Problem:
Only lines below containing the string "axum" should be counted; please give that count by itself.

Source material:
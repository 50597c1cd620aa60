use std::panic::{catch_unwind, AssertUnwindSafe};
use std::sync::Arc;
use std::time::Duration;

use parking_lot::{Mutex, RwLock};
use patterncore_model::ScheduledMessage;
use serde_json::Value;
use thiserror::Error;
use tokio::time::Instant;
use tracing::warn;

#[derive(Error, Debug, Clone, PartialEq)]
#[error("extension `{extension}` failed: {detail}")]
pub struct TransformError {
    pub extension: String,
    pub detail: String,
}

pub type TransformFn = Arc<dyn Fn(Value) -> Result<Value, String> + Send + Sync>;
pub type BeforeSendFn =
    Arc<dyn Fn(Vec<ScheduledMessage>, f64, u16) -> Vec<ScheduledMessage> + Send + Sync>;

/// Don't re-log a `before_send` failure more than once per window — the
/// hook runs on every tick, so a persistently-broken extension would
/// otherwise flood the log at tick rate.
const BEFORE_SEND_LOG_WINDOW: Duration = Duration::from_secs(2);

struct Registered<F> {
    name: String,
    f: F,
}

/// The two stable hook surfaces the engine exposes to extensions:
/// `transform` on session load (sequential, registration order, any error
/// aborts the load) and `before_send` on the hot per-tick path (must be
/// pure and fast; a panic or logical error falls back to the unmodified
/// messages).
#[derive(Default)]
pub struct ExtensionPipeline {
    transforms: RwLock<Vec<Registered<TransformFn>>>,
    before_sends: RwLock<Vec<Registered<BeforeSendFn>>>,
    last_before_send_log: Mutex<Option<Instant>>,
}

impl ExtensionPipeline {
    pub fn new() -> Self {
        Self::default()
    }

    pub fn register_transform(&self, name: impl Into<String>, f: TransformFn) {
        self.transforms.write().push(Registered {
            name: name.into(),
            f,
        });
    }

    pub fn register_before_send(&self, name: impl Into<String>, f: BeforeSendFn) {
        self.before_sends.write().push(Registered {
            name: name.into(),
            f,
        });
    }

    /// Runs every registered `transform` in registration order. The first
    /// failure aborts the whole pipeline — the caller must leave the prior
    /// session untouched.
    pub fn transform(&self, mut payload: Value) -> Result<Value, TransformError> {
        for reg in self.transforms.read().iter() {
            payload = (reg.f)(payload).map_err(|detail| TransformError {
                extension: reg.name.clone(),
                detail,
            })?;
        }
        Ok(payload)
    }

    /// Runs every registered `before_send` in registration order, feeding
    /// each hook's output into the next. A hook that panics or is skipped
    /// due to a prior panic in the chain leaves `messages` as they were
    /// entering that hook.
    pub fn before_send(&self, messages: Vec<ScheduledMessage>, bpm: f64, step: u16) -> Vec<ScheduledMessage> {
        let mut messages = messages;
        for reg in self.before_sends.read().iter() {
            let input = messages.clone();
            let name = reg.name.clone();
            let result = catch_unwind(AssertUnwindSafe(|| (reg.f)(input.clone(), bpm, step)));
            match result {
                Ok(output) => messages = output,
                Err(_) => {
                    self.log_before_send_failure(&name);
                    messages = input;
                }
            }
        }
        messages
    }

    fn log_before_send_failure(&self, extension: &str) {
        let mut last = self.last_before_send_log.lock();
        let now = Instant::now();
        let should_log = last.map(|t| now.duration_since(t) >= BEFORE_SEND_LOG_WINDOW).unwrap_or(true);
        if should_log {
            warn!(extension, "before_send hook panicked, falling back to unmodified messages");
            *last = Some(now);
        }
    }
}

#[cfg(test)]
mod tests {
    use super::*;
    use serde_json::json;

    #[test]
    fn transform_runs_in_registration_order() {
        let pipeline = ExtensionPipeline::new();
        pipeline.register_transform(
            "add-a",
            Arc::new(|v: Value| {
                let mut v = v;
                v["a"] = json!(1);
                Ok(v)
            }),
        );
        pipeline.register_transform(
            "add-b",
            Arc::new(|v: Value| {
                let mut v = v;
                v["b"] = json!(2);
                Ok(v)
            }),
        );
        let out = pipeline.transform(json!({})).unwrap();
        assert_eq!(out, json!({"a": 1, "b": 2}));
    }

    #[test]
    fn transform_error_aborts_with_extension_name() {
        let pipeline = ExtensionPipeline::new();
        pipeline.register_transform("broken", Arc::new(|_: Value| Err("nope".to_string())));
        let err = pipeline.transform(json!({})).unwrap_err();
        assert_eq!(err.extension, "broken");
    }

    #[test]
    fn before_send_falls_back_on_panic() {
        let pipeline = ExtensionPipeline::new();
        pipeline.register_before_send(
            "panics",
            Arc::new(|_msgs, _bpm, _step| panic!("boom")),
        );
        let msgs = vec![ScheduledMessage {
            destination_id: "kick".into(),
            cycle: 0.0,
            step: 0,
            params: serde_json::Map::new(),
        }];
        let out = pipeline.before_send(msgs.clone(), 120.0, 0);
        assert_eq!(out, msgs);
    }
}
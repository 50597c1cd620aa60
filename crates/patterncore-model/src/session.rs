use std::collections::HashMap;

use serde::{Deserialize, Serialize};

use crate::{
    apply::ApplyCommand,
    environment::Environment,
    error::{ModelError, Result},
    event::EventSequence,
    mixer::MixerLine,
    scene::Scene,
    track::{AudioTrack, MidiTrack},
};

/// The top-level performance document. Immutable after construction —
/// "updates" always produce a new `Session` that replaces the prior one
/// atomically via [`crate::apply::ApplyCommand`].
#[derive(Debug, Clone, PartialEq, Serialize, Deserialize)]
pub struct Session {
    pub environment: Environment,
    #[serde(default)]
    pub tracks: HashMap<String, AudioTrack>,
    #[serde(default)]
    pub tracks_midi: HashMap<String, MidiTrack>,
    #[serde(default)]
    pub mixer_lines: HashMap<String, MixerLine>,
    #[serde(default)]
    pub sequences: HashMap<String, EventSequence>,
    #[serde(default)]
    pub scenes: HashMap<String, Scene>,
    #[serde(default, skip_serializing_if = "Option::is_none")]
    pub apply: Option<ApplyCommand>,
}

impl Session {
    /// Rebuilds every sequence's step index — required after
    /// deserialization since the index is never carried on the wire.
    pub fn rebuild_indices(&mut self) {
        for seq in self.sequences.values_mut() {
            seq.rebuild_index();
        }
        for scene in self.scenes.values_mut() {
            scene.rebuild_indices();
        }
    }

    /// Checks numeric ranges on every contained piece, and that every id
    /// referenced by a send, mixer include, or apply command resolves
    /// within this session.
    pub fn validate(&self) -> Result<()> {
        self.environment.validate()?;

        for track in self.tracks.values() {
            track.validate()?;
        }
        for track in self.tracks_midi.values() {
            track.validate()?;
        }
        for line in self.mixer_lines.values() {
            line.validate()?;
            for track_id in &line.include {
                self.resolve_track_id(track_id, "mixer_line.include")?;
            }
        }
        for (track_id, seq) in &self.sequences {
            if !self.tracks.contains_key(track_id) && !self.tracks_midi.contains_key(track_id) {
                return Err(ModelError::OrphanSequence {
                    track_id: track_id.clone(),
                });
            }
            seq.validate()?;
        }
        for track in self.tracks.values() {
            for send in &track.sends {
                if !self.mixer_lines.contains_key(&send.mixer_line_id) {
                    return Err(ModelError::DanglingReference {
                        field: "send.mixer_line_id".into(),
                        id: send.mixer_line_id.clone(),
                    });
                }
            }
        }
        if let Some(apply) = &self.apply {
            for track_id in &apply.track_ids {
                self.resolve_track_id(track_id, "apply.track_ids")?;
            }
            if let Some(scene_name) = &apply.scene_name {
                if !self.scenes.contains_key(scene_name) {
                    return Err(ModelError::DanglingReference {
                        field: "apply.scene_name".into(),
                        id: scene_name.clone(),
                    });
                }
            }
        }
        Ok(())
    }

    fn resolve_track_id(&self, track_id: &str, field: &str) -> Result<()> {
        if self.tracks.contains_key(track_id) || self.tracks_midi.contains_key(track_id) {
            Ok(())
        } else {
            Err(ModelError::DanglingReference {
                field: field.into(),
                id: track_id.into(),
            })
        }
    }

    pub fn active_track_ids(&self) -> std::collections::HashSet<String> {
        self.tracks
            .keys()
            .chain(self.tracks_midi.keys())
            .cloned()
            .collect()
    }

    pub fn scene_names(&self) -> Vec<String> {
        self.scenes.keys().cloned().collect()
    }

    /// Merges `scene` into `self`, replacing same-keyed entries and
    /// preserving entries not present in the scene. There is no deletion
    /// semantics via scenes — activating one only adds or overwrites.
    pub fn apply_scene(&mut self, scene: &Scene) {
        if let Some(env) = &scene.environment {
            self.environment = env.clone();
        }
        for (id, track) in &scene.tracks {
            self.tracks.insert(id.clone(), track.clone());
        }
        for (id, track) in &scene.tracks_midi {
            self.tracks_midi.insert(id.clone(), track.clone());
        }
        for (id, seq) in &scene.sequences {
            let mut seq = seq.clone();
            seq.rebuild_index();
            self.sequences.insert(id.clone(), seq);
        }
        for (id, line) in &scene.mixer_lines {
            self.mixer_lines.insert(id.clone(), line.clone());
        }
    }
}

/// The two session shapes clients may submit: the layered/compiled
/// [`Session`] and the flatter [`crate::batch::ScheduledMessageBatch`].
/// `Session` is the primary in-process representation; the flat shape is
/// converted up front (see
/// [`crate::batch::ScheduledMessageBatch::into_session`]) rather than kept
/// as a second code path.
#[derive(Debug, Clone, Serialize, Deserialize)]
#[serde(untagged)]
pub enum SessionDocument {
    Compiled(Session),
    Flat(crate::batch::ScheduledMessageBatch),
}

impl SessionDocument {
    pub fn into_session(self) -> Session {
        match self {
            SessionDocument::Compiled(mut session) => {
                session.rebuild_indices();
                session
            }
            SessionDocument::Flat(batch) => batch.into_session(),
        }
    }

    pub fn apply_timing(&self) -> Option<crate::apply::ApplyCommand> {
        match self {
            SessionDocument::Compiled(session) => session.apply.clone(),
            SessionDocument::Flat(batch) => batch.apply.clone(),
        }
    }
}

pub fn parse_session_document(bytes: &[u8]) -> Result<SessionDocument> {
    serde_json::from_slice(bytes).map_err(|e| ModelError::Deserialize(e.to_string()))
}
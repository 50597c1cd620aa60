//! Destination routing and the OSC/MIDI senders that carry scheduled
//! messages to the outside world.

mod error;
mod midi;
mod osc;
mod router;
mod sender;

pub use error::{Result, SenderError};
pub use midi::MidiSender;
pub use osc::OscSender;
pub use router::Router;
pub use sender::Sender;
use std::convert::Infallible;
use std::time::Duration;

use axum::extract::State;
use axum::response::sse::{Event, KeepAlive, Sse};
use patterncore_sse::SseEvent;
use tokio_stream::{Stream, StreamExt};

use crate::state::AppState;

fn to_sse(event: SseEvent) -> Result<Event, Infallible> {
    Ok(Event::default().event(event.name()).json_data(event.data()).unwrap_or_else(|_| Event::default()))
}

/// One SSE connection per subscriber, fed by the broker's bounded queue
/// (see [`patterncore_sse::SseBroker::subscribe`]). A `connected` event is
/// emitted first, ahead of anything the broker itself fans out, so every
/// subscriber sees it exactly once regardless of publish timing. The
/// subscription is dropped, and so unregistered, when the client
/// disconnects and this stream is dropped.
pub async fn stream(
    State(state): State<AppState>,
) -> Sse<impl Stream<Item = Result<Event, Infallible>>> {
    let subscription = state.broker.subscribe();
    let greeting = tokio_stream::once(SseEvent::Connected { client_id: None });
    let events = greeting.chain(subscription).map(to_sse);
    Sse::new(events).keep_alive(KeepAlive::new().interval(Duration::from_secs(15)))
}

Answer area:
2